We need to set up the container environment to deploy our registered model. We’ll customize a pre-packaged model image for this step to suit our needs. This will demonstrate how to modify, build, and deploy a custom image using PrimeHub Deployments.
To follow the instructions in this section you should have:
- A docker account
- Familiarity with the command line
- Python version 3 or above
- An x86/64 CPU (Apple M1 currently not supported)

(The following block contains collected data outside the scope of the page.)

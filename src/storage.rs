use crate::constants::HIGH_SCORE_KEY;

/// Durable client-side high score.
pub trait HighScoreStore {
    fn high_score(&self) -> u32;
    fn set_high_score(&mut self, score: u32);
}

/// `window.localStorage`. A missing or garbled entry reads as zero.
pub struct LocalStorage {
    storage: Option<web_sys::Storage>,
}

impl LocalStorage {
    pub fn new() -> Self {
        let storage = web_sys::window().and_then(|w| w.local_storage().ok().flatten());
        if storage.is_none() {
            crate::console::warn("localStorage unavailable, high score will not persist");
        }
        Self { storage }
    }
}

impl HighScoreStore for LocalStorage {
    fn high_score(&self) -> u32 {
        self.storage
            .as_ref()
            .and_then(|s| s.get_item(HIGH_SCORE_KEY).ok().flatten())
            .map(|v| parse_high_score(&v))
            .unwrap_or(0)
    }

    fn set_high_score(&mut self, score: u32) {
        if let Some(storage) = &self.storage {
            let _ = storage.set_item(HIGH_SCORE_KEY, &score.to_string());
        }
    }
}

fn parse_high_score(raw: &str) -> u32 {
    raw.trim().parse().unwrap_or(0)
}


#[cfg(test)]
mod tests {
    use super::parse_high_score;

    #[test]
    fn garbage_reads_as_zero() {
        assert_eq!(parse_high_score("120"), 120);
        assert_eq!(parse_high_score(" 45 "), 45);
        assert_eq!(parse_high_score("NaN"), 0);
        assert_eq!(parse_high_score("-3"), 0);
        assert_eq!(parse_high_score(""), 0);
    }
}
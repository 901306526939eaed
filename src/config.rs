use crate::constants::{DEFAULT_FPS, DEFAULT_LEADERBOARD_URL, REQUEST_TIMEOUT_MS};

/// Runtime settings. Built once at startup and handed to whoever needs them.
#[derive(Debug, Clone, PartialEq)]
pub struct GameConfig {
    pub fps: u32,
    pub leaderboard_url: String,
    pub request_timeout_ms: u32,
}

impl Default for GameConfig {
    fn default() -> Self {
        Self {
            fps: DEFAULT_FPS,
            leaderboard_url: DEFAULT_LEADERBOARD_URL.to_string(),
            request_timeout_ms: REQUEST_TIMEOUT_MS,
        }
    }
}

impl GameConfig {
    /// Applies one `key=value` override. Unknown keys and unusable values
    /// leave the setting alone.
    pub fn apply(&mut self, key: &str, value: &str) {
        match key {
            "fps" => {
                if let Ok(fps) = value.parse::<u32>() {
                    if (1..=240).contains(&fps) {
                        self.fps = fps;
                    }
                }
            }
            "scores" => {
                let url = value.trim().trim_end_matches('/');
                if url.starts_with("http://") || url.starts_with("https://") {
                    self.leaderboard_url = url.to_string();
                }
            }
            "timeout" => {
                if let Ok(ms) = value.parse::<u32>() {
                    if ms > 0 {
                        self.request_timeout_ms = ms;
                    }
                }
            }
            _ => {}
        }
    }

    /// Milliseconds between simulation frames.
    pub fn frame_interval(&self) -> f64 {
        1000.0 / self.fps as f64
    }

    /// Defaults overridden by the page's query string.
    pub fn from_location() -> Self {
        let mut config = Self::default();
        let search = web_sys::window()
            .and_then(|w| w.location().search().ok())
            .unwrap_or_default();
        if let Ok(params) = web_sys::UrlSearchParams::new_with_str(&search) {
            for key in ["fps", "scores", "timeout"] {
                if let Some(value) = params.get(key) {
                    config.apply(key, &value);
                }
            }
        }
        config
    }
}
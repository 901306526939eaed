use std::cell::RefCell;
use std::rc::Rc;
use rand::rngs::StdRng;
use crate::audio::{Audio, AudioCue};
use crate::console;
use crate::constants::{CANVAS_H, CANVAS_W, IFRAMES_AFTER_BULLET, IFRAMES_AFTER_RAM};
use crate::effects::Explosion;
use crate::enemies::Enemy;
use crate::entity::{Entity, TickContext};
use crate::hud::Hud;
use crate::input::KeyInput;
use crate::menus;
use crate::network::{Leaderboard, LeaderboardRequest, RequestKind, ScoreMailbox};
use crate::player::Player;
use crate::projectiles::Bullet;
use crate::spawner::{plan_wave, spawn_wave};
use crate::starfield::Background;
use crate::state::{
    qualifies, Difficulty, Direction, LeaderboardView, MenuSelection, MenuState, ScoreEntry, Scores,
};
use crate::storage::HighScoreStore;
use crate::surface::{Layers, Surface};
use crate::util::{collides, Rect};

pub type SharedGame = Rc<RefCell<Game>>;

/// Owns every live entity plus the menu state machine that decides what a
/// frame does.
pub struct Game {
    pub state: MenuState,
    pub selection: MenuSelection,
    pub difficulty: Difficulty,
    pub scores: Scores,
    pub paused: bool,
    tick: u32,
    player: Player,
    enemies: Vec<Enemy>,
    /// Enemy bullets in flight.
    bullets: Vec<Bullet>,
    explosions: Vec<Explosion>,
    background: Background,
    hud: Hud,
    entry: ScoreEntry,
    board: LeaderboardView,
    generation: u64,
    mailbox: ScoreMailbox,
    rng: StdRng,
    audio: Box<dyn Audio>,
    store: Box<dyn HighScoreStore>,
    leaderboard: Box<dyn Leaderboard>,
    audio_unlocked: bool,
}

impl Game {
    pub fn new(
        audio: Box<dyn Audio>,
        store: Box<dyn HighScoreStore>,
        leaderboard: Box<dyn Leaderboard>,
        mailbox: ScoreMailbox,
        rng: StdRng,
    ) -> Self {
        let high = store.high_score();
        Self {
            state: MenuState::Main,
            selection: MenuSelection::Engage,
            difficulty: Difficulty::Normal,
            scores: Scores { score: 0, high },
            paused: false,
            tick: 0,
            player: Player::new(),
            enemies: Vec::new(),
            bullets: Vec::new(),
            explosions: Vec::new(),
            background: Background::new(),
            hud: Hud::new(),
            entry: ScoreEntry::AwaitingScores,
            board: LeaderboardView::Hidden,
            generation: 0,
            mailbox,
            rng,
            audio,
            store,
            leaderboard,
            audio_unlocked: false,
        }
    }

    pub fn shared(self) -> SharedGame {
        Rc::new(RefCell::new(self))
    }

    /// Initials entry turns every letter key into text.
    pub fn is_entering_initials(&self) -> bool {
        self.state == MenuState::ScoreInput && matches!(self.entry, ScoreEntry::Entering(_))
    }

    pub fn toggle_mute(&mut self) -> bool {
        let muted = !self.audio.is_muted();
        self.audio.set_muted(muted);
        self.audio_unlocked = true;
        muted
    }

    pub fn is_muted(&self) -> bool {
        self.audio.is_muted()
    }

    // --- Input ---

    pub fn handle_key(&mut self, input: KeyInput) {
        match input {
            KeyInput::Confirm => {
                if !self.audio_unlocked {
                    self.audio.set_muted(false);
                    self.audio_unlocked = true;
                }
                self.confirm();
            }
            KeyInput::MenuUp => self.navigate(Direction::Up),
            KeyInput::MenuDown => self.navigate(Direction::Down),
            KeyInput::Pause => {
                if self.state == MenuState::Game || self.paused {
                    self.paused = !self.paused;
                    console::log(if self.paused { "Paused" } else { "Resumed" });
                }
            }
            KeyInput::Reset => {
                if self.state == MenuState::Game {
                    self.start_run();
                }
            }
            KeyInput::Erase => {
                if self.state == MenuState::ScoreInput {
                    self.entry.pop();
                }
            }
            KeyInput::Letter(c) => {
                if self.state == MenuState::ScoreInput {
                    self.entry.push(c);
                }
            }
        }
    }

    /// Click at a canvas-space Y coordinate.
    pub fn handle_click(&mut self, y: f64) {
        match self.state {
            MenuState::GameOver => self.return_to_menu(),
            MenuState::Main => {
                if let Some(entry) = menus::main_menu_entry_at(y) {
                    if entry == self.selection {
                        self.confirm();
                    } else {
                        self.selection = entry;
                    }
                }
            }
            MenuState::Options => {
                if let Some(level) = menus::options_entry_at(y) {
                    if level == self.difficulty {
                        self.confirm();
                    } else {
                        self.difficulty = level;
                    }
                }
            }
            _ => {}
        }
    }

    pub fn handle_pointer(&mut self, x: f64, y: f64) {
        if self.state == MenuState::Game {
            self.player.set_target(x, y);
        }
    }

    fn confirm(&mut self) {
        match self.state {
            MenuState::Main => match self.selection {
                MenuSelection::Engage => self.start_run(),
                MenuSelection::Options => self.state = MenuState::Options,
            },
            MenuState::Options => self.state = MenuState::Main,
            MenuState::GameOver => self.return_to_menu(),
            MenuState::ScoreInput => {
                if let ScoreEntry::Entering(initials) = &self.entry {
                    if !initials.is_empty() {
                        let request = LeaderboardRequest::Submit {
                            initials: initials.clone(),
                            score: self.scores.score,
                            difficulty: self.difficulty,
                        };
                        self.issue(request);
                    }
                }
            }
            MenuState::Game | MenuState::Connecting => {}
        }
    }

    fn navigate(&mut self, direction: Direction) {
        match (self.state, direction) {
            (MenuState::Main, Direction::Up) => self.selection = MenuSelection::Engage,
            (MenuState::Main, Direction::Down) => self.selection = MenuSelection::Options,
            (MenuState::Options, Direction::Up) => self.difficulty = self.difficulty.easier(),
            (MenuState::Options, Direction::Down) => self.difficulty = self.difficulty.harder(),
            _ => {}
        }
    }

    fn return_to_menu(&mut self) {
        self.state = MenuState::Main;
        self.board = LeaderboardView::Hidden;
    }

    // --- Run lifecycle ---

    fn start_run(&mut self) {
        self.player = Player::new();
        self.scores.score = 0;
        self.enemies.clear();
        self.bullets.clear();
        self.explosions.clear();
        self.entry = ScoreEntry::AwaitingScores;
        self.board = LeaderboardView::Hidden;
        self.hud = Hud::new();
        self.paused = false;
        self.state = MenuState::Game;
        console::log(&format!("Game started ({})", self.difficulty.label()));
        self.spawn_next_wave();
    }

    fn spawn_next_wave(&mut self) {
        let plan = plan_wave(self.scores.score, &mut self.rng);
        console::log(&format!("Wave at score {}: {:?}", self.scores.score, plan));
        let wave = spawn_wave(&plan, &mut self.rng);
        self.enemies.extend(wave);
    }

    /// Drops dead enemies and explosions, then refills an empty field.
    fn cleanup(&mut self) {
        self.enemies.retain(|e| !e.is_removed());
        self.explosions.retain(|e| !e.is_removed());
        if self.enemies.is_empty() {
            self.spawn_next_wave();
        }
    }

    fn issue(&mut self, request: LeaderboardRequest) {
        self.generation += 1;
        self.state = MenuState::Connecting;
        self.leaderboard.request(request, self.generation, self.mailbox.clone());
    }

    fn poll_mailbox(&mut self) {
        let reply = self.mailbox.borrow_mut().take();
        let reply = match reply {
            Some(r) => r,
            None => return,
        };
        if reply.generation != self.generation {
            console::warn(&format!("Dropping stale leaderboard reply #{}", reply.generation));
            return;
        }
        match (reply.kind, reply.scores) {
            (_, None) => {
                self.board = LeaderboardView::ConnectionError;
                self.state = MenuState::GameOver;
            }
            (RequestKind::Fetch, Some(rows)) => {
                if qualifies(self.scores.score, &rows) {
                    self.entry = ScoreEntry::Entering(String::new());
                    self.state = MenuState::ScoreInput;
                } else {
                    self.board = LeaderboardView::Scores(rows);
                    self.state = MenuState::GameOver;
                }
            }
            (RequestKind::Submit, Some(rows)) => {
                self.board = LeaderboardView::Scores(rows);
                self.state = MenuState::GameOver;
            }
        }
    }

    // --- Frame ---

    /// One paced frame. Does nothing while paused.
    pub fn frame(&mut self, layers: &mut Layers<'_>) {
        if self.paused {
            return;
        }
        self.tick = self.tick.wrapping_add(1);

        // Transitions that happen without input
        match self.state {
            MenuState::ScoreInput if self.entry == ScoreEntry::AwaitingScores => {
                let request = LeaderboardRequest::Fetch { difficulty: self.difficulty };
                self.issue(request);
            }
            MenuState::Connecting => self.poll_mailbox(),
            _ => {}
        }

        self.background.scroll();
        self.background.draw(layers.background);
        layers.game.clear_rect(Rect::new(0.0, 0.0, CANVAS_W, CANVAS_H));

        match self.state {
            MenuState::Game => self.run_game(layers),
            MenuState::Main => menus::draw_title(layers.game, self.selection),
            MenuState::Options => menus::draw_options(layers.game, self.difficulty),
            MenuState::GameOver => menus::draw_game_over(layers.game, &self.board),
            MenuState::Connecting => menus::draw_connecting(layers.game, self.tick),
            MenuState::ScoreInput => {
                if let ScoreEntry::Entering(initials) = &self.entry {
                    menus::draw_initials_entry(layers.game, initials, self.scores.score);
                }
            }
        }
    }

    fn run_game(&mut self, layers: &mut Layers<'_>) {
        let mut player_died = self.step_enemies(layers.game);
        player_died |= self.step_enemy_bullets(layers.game);
        if !player_died {
            self.step_player(layers.game);
        }
        self.step_explosions(layers.game);
        self.cleanup();

        let hp = self.player.hp;
        self.hud.render(layers.ui, &mut self.scores, hp, self.store.as_mut());

        if player_died {
            console::log(&format!("Player destroyed at score {}", self.scores.score));
            self.hud.clear(layers.ui);
            self.entry = ScoreEntry::AwaitingScores;
            self.state = MenuState::ScoreInput;
        }
    }

    /// Moves every ship and checks for rams. Returns true if the player died.
    fn step_enemies(&mut self, surface: &mut dyn Surface) -> bool {
        let mut died = false;
        let mut ctx = TickContext {
            bullets: &mut self.bullets,
            difficulty: self.difficulty,
            rng: &mut self.rng,
            audio: self.audio.as_mut(),
        };
        for enemy in self.enemies.iter_mut() {
            enemy.step(&mut ctx, surface);
            if enemy.is_removed() || !self.player.is_vulnerable() {
                continue;
            }
            if collides(&*enemy, &self.player) {
                ctx.audio.play(AudioCue::Explosion);
                let at = (self.player.body.x + 5.0, self.player.body.y - 10.0);
                self.explosions.push(Explosion::large(at.0, at.1));
                died |= self.player.damage(IFRAMES_AFTER_RAM);
            }
        }
        died
    }

    /// Moves enemy bullets and checks them against the player.
    fn step_enemy_bullets(&mut self, surface: &mut dyn Surface) -> bool {
        let mut died = false;
        let mut live = std::mem::take(&mut self.bullets);
        let mut spawned = Vec::new();
        {
            let mut ctx = TickContext {
                bullets: &mut spawned,
                difficulty: self.difficulty,
                rng: &mut self.rng,
                audio: self.audio.as_mut(),
            };
            for bullet in live.iter_mut() {
                bullet.step(&mut ctx, surface);
                if bullet.is_removed() || !self.player.is_vulnerable() {
                    continue;
                }
                if collides(&*bullet, &self.player) {
                    let (x, y) = (bullet.body.x, bullet.body.y);
                    ctx.audio.play(AudioCue::Hit);
                    self.explosions.push(Explosion::small(x, y));
                    bullet.mark_removed();
                    if self.player.damage(IFRAMES_AFTER_BULLET) {
                        ctx.audio.play(AudioCue::Explosion);
                        self.explosions.push(Explosion::large(x, y));
                        died = true;
                    }
                }
            }
        }
        live.append(&mut spawned);
        live.retain(|b| !b.is_removed());
        self.bullets = live;
        died
    }

    /// Moves the player, then flies its bullets into the enemy line.
    fn step_player(&mut self, surface: &mut dyn Surface) {
        let mut ctx = TickContext {
            bullets: &mut self.bullets,
            difficulty: self.difficulty,
            rng: &mut self.rng,
            audio: self.audio.as_mut(),
        };
        self.player.step(&mut ctx, surface);

        for bullet in self.player.bullets.iter_mut() {
            bullet.step(&mut ctx, surface);
            for enemy in self.enemies.iter_mut() {
                if bullet.is_removed() {
                    break;
                }
                if enemy.is_removed() || !enemy.is_targetable() || !collides(&*enemy, &*bullet) {
                    continue;
                }
                let (x, y) = (bullet.body.x, bullet.body.y - 20.0);
                ctx.audio.play(AudioCue::Hit);
                self.explosions.push(Explosion::small(x, y));
                bullet.mark_removed();
                if enemy.hit() {
                    self.scores.score += enemy.kill_score();
                    ctx.audio.play(AudioCue::Explosion);
                    self.explosions.push(Explosion::large(x, y));
                }
            }
        }
        self.player.purge_bullets();
    }

    fn step_explosions(&mut self, surface: &mut dyn Surface) {
        let mut ctx = TickContext {
            bullets: &mut self.bullets,
            difficulty: self.difficulty,
            rng: &mut self.rng,
            audio: self.audio.as_mut(),
        };
        for explosion in self.explosions.iter_mut() {
            explosion.step(&mut ctx, surface);
        }
    }
}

We will be using the screw model prepackage server as a template.
On your local computer, run the following commands to clone the model server repository:
- Check the deployment/ project:
$ git clone https://github.com/InfuseAI/primehub-screw-detection.git
$ cd ~/primehub-screw-detection/deployment/
In a text editor, open the following file
./tensorflow2/Model.py and modify the prediction logic.
After editing and saving Model.py, build the pre-packaged model image with the following command.
$ make build
Check that the image is listed by running:
$ docker images
The output should look similar to:
REPOSITORY TAG IMAGE ID CREATED SIZE
infuseaidev/tensorflow2-prepackaged screw-classification-v0.0.1 689530dd1ef9 3 minutes ago 1.67GB
Tag and Push to Docker
Tag the image into your Docker registry with the screw-classification tag, replacing
$ make push
If you’re not logged into docker yet, log in now:
$ docker login
You can see your image in DockerHub web UI.